Maksud kata standar adalah adanya batas minimal yang harus dimiliki sekolah.
Kita sempat memilikinya dengan menghadirkan rezim ujian nasional dan
belakangan ujian sekolah berstandar nasional. Pertanyaannya,
apakah standar ini telah memacu setiap sekolah untuk minimal mendapatkan
batasan paling rendah yang dibuat? Kalau setiap sekolah sudah terpacu,
bagaimana hasilnya? Sekilas, hasilnya di ijazah tergolong baik sehingga
dengan begitu setiap sekolah berarti sudah terpacu. Namun, sejauh mana ijazah
mencerminkan keterpacuan itu? Bank
Dunia (2020) mengeluarkan fakta mengejutkan, bahwa meski rata lama sekolah
berada pada angka 12,3 tahun (tamat SMA), kualitas ketercapaian belajarnya
justru setara dengan 7,9 tahun (kelas II SMP). Senada dengan itu, dalam studi
Amanda Beatty (dkk) berjudul Schooling Progress, Learning Reversall:
Indonesia's Learning Profiles Between 2000 and 2014 juga disebutkan bahwa
kemampuan berhitung pelajar kelas II SMP pada tahun 2014 setara dengan
kemampuan siswa kelas V SD pada tahun 2000. Artinya,
rezim standar pendidikan kita nyata-nyata sudah gagal, bahkan malah mundur.
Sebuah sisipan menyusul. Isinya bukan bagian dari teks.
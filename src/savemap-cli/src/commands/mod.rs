//! Command handlers for savemap CLI
//!
//! Each subcommand has its own module with handler functions. Session
//! commands share template lookup and the backup-then-write sequence below.

pub mod checksums;
pub mod configure;
pub mod items;
pub mod regions;
pub mod values;

use anyhow::{bail, Context, Result};
use std::fs;
use std::path::{Path, PathBuf};
use std::rc::Rc;

use savemap::{Error, HookRegistry, Session, SessionOptions, Template};

use crate::cli::SessionArgs;
use crate::config::Config;

const TEMPLATE_EXTENSIONS: [&str; 3] = ["json", "yaml", "yml"];

/// Find the template file for `name`: an existing path, or an id inside the
/// template directory
pub fn find_template(name: &str, template_dir: Option<&Path>) -> Result<PathBuf> {
    let direct = PathBuf::from(name);
    if direct.is_file() {
        return Ok(direct);
    }

    let dir = template_dir.with_context(|| {
        format!(
            "Template '{}' not found. Pass a file path or run \
             'savemap configure --template-dir DIR'.",
            name
        )
    })?;

    TEMPLATE_EXTENSIONS
        .iter()
        .map(|ext| dir.join(format!("{name}.{ext}")))
        .find(|p| p.is_file())
        .with_context(|| format!("No template '{}' in {}", name, dir.display()))
}

/// Every template file in `dir`, sorted by name
pub fn list_templates(dir: &Path) -> Result<Vec<PathBuf>> {
    let entries =
        fs::read_dir(dir).with_context(|| format!("Failed to read {}", dir.display()))?;
    let mut paths: Vec<PathBuf> = entries
        .filter_map(|e| e.ok().map(|e| e.path()))
        .filter(|p| {
            p.extension()
                .and_then(|e| e.to_str())
                .is_some_and(|e| TEMPLATE_EXTENSIONS.contains(&e))
        })
        .collect();
    paths.sort();
    Ok(paths)
}

/// Load `input` against the selected template, or against the first
/// template in the configured directory whose validators accept it
pub fn open_session(args: &SessionArgs, config: &Config) -> Result<Session> {
    let bytes =
        fs::read(&args.input).with_context(|| format!("Failed to read {}", args.input.display()))?;
    let registry = HookRegistry::new();
    let options = SessionOptions {
        region: args.region.clone(),
        ..SessionOptions::default()
    };

    if let Some(name) = &args.template {
        let path = find_template(name, config.template_dir.as_deref())?;
        let template = Template::from_path(&path)
            .with_context(|| format!("Failed to load template {}", path.display()))?;
        return Session::load_with(bytes, Rc::new(template), &registry, options)
            .with_context(|| format!("Failed to load {}", args.input.display()));
    }

    let Some(dir) = config.template_dir.as_deref() else {
        bail!("No template given. Use --template or 'savemap configure --template-dir DIR'.");
    };
    detect_template(dir, bytes, &registry, options)
}

/// Try each template in `dir`. Templates with validators go first so a
/// template that accepts any buffer only wins when nothing else matches.
fn detect_template(
    dir: &Path,
    bytes: Vec<u8>,
    registry: &HookRegistry,
    options: SessionOptions,
) -> Result<Session> {
    let mut templates = Vec::new();
    for path in list_templates(dir)? {
        match Template::from_path(&path) {
            Ok(t) => templates.push(t),
            Err(e) => tracing::warn!(path = %path.display(), error = %e, "skipping template"),
        }
    }
    templates.sort_by_key(|t| t.validator.is_empty());

    for template in templates {
        let id = template.id.clone();
        match Session::load_with(bytes.clone(), Rc::new(template), registry, options.clone()) {
            Ok(session) => {
                tracing::debug!(template = %id, "template matched");
                return Ok(session);
            }
            Err(Error::Validation { .. }) => continue,
            Err(e) => tracing::debug!(template = %id, error = %e, "template rejected"),
        }
    }
    bail!("No template in {} matches this file", dir.display())
}

/// Write the session buffer to `output` (or back to `input`), backing up the
/// original first when enabled
pub fn write_session(
    session: &Session,
    input: &Path,
    output: Option<&Path>,
    backup: bool,
) -> Result<PathBuf> {
    let target = output.unwrap_or(input);
    let backup = backup && target.exists();

    if backup {
        if let Some(path) =
            savemap::smart_backup(target).context("Failed to manage backup")?
        {
            eprintln!("Backup: {}", path.display());
        }
    }

    let bytes = session.save();
    fs::write(target, &bytes).with_context(|| format!("Failed to write {}", target.display()))?;

    if backup {
        savemap::update_after_edit(target, &bytes).context("Failed to update backup metadata")?;
    }
    Ok(target.to_path_buf())
}

#[cfg(test)]
pub(crate) mod tests {
    use super::*;

    pub const DEMO: &str = r#"{
        "id": "demo",
        "validator": {"us": {"offset": "0x0", "bytes": "44454d4f"}},
        "resources": {"items": {"0": "-", "1": "Potion"}},
        "items": [
            {"type": "variable", "id": "level", "name": "Level", "offset": "0x4", "dataType": "uint8", "max": 99},
            {"type": "variable", "id": "item", "name": "Item", "offset": "0x5", "dataType": "uint8", "resource": "items"},
            {"type": "checksum", "id": "sum", "name": "Checksum", "offset": "0xf",
             "dataType": "uint8", "control": {"offsetStart": "0x0", "offsetEnd": "0xf"},
             "algorithm": {"kind": "sum"}}
        ]
    }"#;

    pub fn demo_save() -> Vec<u8> {
        let mut bytes = vec![0u8; 16];
        bytes[..4].copy_from_slice(b"DEMO");
        bytes[4] = 12;
        bytes[5] = 1;
        let sum = bytes[..15].iter().fold(0u8, |a, b| a.wrapping_add(*b));
        bytes[15] = sum;
        bytes
    }

    /// Template dir with the demo template, plus a save file
    pub fn fixture() -> (tempfile::TempDir, SessionArgs, Config) {
        let dir = tempfile::tempdir().unwrap();
        let templates = dir.path().join("templates");
        fs::create_dir(&templates).unwrap();
        fs::write(templates.join("demo.json"), DEMO).unwrap();
        let input = dir.path().join("demo.sav");
        fs::write(&input, demo_save()).unwrap();

        let args = SessionArgs {
            input,
            template: None,
            region: None,
        };
        let config = Config {
            template_dir: Some(templates),
            backup: None,
        };
        (dir, args, config)
    }

    #[test]
    fn test_find_template_by_id() {
        let (_dir, _, config) = fixture();
        let path = find_template("demo", config.template_dir.as_deref()).unwrap();
        assert!(path.ends_with("demo.json"));
        assert!(find_template("missing", config.template_dir.as_deref()).is_err());
        assert!(find_template("demo", None).is_err());
    }

    #[test]
    fn test_open_session_detects_template() {
        let (_dir, args, config) = fixture();
        let session = open_session(&args, &config).unwrap();
        assert_eq!(session.template().id, "demo");
        assert_eq!(session.region(), Some("us"));
    }

    #[test]
    fn test_open_session_rejects_unknown_file() {
        let (dir, mut args, config) = fixture();
        let other = dir.path().join("other.sav");
        fs::write(&other, [0u8; 16]).unwrap();
        args.input = other;
        assert!(open_session(&args, &config).is_err());
    }

    #[test]
    fn test_write_session_backs_up_once() {
        let (_dir, args, config) = fixture();
        let session = open_session(&args, &config).unwrap();
        write_session(&session, &args.input, None, true).unwrap();
        write_session(&session, &args.input, None, true).unwrap();

        let (backup, ledger) = savemap::backup::backup_paths(&args.input);
        assert_eq!(fs::read(backup).unwrap(), demo_save());
        assert!(ledger.exists());
    }
}
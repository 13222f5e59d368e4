//! ChangeSink trait

use async_trait::async_trait;

use crate::editor::CellChange;
use crate::error::ApiError;
use crate::response::ApplyResponse;

/// Something that durably applies a committed cell change.
///
/// [`ApplyClient`](crate::ApplyClient) posts to the HTTP endpoint; tests and
/// alternative front-ends can supply their own.
#[async_trait]
pub trait ChangeSink: Send + Sync {
    /// Apply one change. Implementations do not retry.
    async fn apply(&self, change: &CellChange) -> Result<ApplyResponse, ApiError>;
}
Hanya indah di ijazah, tetapi buruk di lapangan. Menjadi bumerang Nah,
dari fakta di atas, kiranya tampak bahwa alat ukur yang kita gunakan dalam
mencapai standar pendidikan justru menjadi bumerang untuk merusak pendidikan
kita sendiri. Kita fokus mengejar angka, lalu lupa menjaga nilai. Standar
pendidikan ujung-ujungnya menjadi tak berstandar. Padahal, secara
konstitusional, kita punya standar pendidikan yang ideal: mulai standar
kompetensi lulusan, standar isi, standar proses, standar penilaian
pendidikan, standar tenaga kependidikan, standar sarana dan prasarana,
standar pengelolaan, serta standar pembiayaan. Namun, pada praktiknya,
standar itu tak bernilai sama. Demi
mengejar standar penilaian bertaraf nasional, misalnya, standar-standar lain
justru diabaikan. Sudah menjadi rahasia umum bahwa demi mendapatkan nilai UN
yang tinggi, proses pembelajaran dibuat justru lari dari lajur standar. Proses
pembelajaran-bermakna berubah menjadi pembelajaran-membahas soal demi soal.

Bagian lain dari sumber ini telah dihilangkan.